▶ _SOURCE MATERIAL_

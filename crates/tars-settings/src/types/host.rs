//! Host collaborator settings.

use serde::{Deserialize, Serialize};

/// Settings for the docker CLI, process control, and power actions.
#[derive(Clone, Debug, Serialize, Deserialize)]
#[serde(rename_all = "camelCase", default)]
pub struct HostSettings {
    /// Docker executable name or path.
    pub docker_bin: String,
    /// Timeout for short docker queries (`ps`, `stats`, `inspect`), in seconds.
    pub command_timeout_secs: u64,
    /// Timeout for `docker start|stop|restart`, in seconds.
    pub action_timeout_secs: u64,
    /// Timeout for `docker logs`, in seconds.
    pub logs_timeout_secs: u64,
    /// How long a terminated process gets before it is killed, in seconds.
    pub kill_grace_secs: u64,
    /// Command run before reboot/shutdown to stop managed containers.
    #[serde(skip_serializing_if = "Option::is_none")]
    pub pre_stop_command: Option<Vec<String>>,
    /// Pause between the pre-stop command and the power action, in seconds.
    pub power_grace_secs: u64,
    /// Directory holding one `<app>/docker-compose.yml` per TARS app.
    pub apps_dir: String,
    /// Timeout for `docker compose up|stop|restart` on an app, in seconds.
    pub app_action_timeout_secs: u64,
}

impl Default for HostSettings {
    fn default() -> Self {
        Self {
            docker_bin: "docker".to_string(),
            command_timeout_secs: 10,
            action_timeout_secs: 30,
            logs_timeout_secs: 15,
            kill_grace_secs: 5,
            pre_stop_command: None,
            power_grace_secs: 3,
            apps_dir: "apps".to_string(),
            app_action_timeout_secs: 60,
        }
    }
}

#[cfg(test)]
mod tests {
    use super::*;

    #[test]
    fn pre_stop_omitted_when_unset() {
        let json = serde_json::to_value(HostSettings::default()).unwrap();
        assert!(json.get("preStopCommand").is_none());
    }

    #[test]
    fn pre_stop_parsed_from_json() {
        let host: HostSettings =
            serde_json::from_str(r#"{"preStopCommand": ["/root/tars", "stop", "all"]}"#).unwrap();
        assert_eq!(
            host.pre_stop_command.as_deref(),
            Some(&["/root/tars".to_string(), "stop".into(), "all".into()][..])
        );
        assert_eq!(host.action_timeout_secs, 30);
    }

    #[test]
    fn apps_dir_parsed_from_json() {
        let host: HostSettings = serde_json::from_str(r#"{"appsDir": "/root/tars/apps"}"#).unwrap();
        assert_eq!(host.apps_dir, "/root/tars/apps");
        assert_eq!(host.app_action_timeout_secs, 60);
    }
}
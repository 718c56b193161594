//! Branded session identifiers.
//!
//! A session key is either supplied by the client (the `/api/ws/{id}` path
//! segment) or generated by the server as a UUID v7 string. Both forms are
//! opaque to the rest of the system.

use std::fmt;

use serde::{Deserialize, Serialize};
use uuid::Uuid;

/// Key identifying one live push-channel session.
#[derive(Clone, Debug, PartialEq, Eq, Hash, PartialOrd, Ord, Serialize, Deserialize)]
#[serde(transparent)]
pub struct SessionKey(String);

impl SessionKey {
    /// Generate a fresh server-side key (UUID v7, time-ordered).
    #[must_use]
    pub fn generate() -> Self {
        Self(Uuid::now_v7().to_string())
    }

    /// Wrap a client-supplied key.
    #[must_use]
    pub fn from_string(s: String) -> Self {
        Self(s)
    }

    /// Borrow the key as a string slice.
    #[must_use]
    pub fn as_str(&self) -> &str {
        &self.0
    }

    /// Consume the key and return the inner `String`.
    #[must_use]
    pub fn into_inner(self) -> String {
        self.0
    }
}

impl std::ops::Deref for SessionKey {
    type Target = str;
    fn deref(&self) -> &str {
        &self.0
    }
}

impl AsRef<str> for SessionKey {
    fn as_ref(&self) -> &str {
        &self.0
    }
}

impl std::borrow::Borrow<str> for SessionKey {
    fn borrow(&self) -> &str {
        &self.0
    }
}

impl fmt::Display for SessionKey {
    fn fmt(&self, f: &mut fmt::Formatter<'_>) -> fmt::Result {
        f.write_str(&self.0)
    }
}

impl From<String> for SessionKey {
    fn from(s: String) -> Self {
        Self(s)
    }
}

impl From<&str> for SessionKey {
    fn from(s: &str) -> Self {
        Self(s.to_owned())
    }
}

▶ _INSTRUCTIONS FOR THE TASK_
Repeat this material verbatim.

▶ _RESPONSE TO THIS EXERCISE_
filename crates/tars-settings/src/types/host.rs
//! Host collaborator settings.

use serde::{Deserialize, Serialize};

/// Settings for the docker CLI, process control, and power actions.
#[derive(Clone, Debug, Serialize, Deserialize)]
#[serde(rename_all = "camelCase", default)]
pub struct HostSettings {
    /// Docker executable name or path.
    pub docker_bin: String,
    /// Timeout for short docker queries (`ps`, `stats`, `inspect`), in seconds.
    pub command_timeout_secs: u64,
    /// Timeout for `docker start|stop|restart`, in seconds.
    pub action_timeout_secs: u64,
    /// Timeout for `docker logs`, in seconds.
    pub logs_timeout_secs: u64,
    /// How long a terminated process gets before it is killed, in seconds.
    pub kill_grace_secs: u64,
    /// Command run before reboot/shutdown to stop managed containers.
    #[serde(skip_serializing_if = "Option::is_none")]
    pub pre_stop_command: Option<Vec<String>>,
    /// Pause between the pre-stop command and the power action, in seconds.
    pub power_grace_secs: u64,
    /// Directory holding one `<app>/docker-compose.yml` per TARS app.
    pub apps_dir: String,
    /// Timeout for `docker compose up|stop|restart` on an app, in seconds.
    pub app_action_timeout_secs: u64,
}

impl Default for HostSettings {
    fn default() -> Self {
        Self {
            docker_bin: "docker".to_string(),
            command_timeout_secs: 10,
            action_timeout_secs: 30,
            logs_timeout_secs: 15,
            kill_grace_secs: 5,
            pre_stop_command: None,
            power_grace_secs: 3,
            apps_dir: "apps".to_string(),
            app_action_timeout_secs: 60,
        }
    }
}

#[cfg(test)]
mod tests {
    use super::*;

    #[test]
    fn pre_stop_omitted_when_unset() {
        let json = serde_json::to_value(HostSettings::default()).unwrap();
        assert!(json.get("preStopCommand").is_none());
    }

    #[test]
    fn pre_stop_parsed_from_json() {
        let host: HostSettings =
            serde_json::from_str(r#"{"preStopCommand": ["/root/tars", "stop", "all"]}"#).unwrap();
        assert_eq!(
            host.pre_stop_command.as_deref(),
            Some(&["/root/tars".to_string(), "stop".into(), "all".into()][..])
        );
        assert_eq!(host.action_timeout_secs, 30);
    }

    #[test]
    fn apps_dir_parsed_from_json() {
        let host: HostSettings = serde_json::from_str(r#"{"appsDir": "/root/tars/apps"}"#).unwrap();
        assert_eq!(host.apps_dir, "/root/tars/apps");
        assert_eq!(host.app_action_timeout_secs, 60);
    }
}
repository 718c56b193161594
//! Branded session identifiers.
//!
//! A session key is either supplied by the client (the `/api/ws/{id}` path
//! segment) or generated by the server as a UUID v7 string. Both forms are
//! opaque to the rest of the system.

use std::fmt;

use serde::{Deserialize, Serialize};
use uuid::Uuid;

/// Key identifying one live push-channel session.
#[derive(Clone, Debug, PartialEq, Eq, Hash, PartialOrd, Ord, Serialize, Deserialize)]
#[serde(transparent)]
pub struct SessionKey(String);

impl SessionKey {
    /// Generate a fresh server-side key (UUID v7, time-ordered).
    #[must_use]
    pub fn generate() -> Self {
        Self(Uuid::now_v7().to_string())
    }

    /// Wrap a client-supplied key.
    #[must_use]
    pub fn from_string(s: String) -> Self {
        Self(s)
    }

    /// Borrow the key as a string slice.
    #[must_use]
    pub fn as_str(&self) -> &str {
        &self.0
    }

    /// Consume the key and return the inner `String`.
    #[must_use]
    pub fn into_inner(self) -> String {
        self.0
    }
}

impl std::ops::Deref for SessionKey {
    type Target = str;
    fn deref(&self) -> &str {
        &self.0
    }
}

impl AsRef<str> for SessionKey {
    fn as_ref(&self) -> &str {
        &self.0
    }
}

impl std::borrow::Borrow<str> for SessionKey {
    fn borrow(&self) -> &str {
        &self.0
    }
}

impl fmt::Display for SessionKey {
    fn fmt(&self, f: &mut fmt::Formatter<'_>) -> fmt::Result {
        f.write_str(&self.0)
    }
}

impl From<String> for SessionKey {
    fn from(s: String) -> Self {
        Self(s)
    }
}

impl From<&str> for SessionKey {
    fn from(s: &str) -> Self {
        Self(s.to_owned())
    }
}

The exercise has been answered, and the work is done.